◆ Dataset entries
────────────────

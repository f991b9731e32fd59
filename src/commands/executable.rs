use crate::frame::Frame;
use crate::Error;

pub trait Executable {
    fn exec(self) -> Result<Frame, Error>;
}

────────────────

◆ Exercise requirements
Copy out the records above without altering anything.

◆ Reply to the task
repository f991b9731e32fd59
filename src/commands/executable.rs
use crate::frame::Frame;
use crate::Error;

pub trait Executable {
    fn exec(self) -> Result<Frame, Error>;
}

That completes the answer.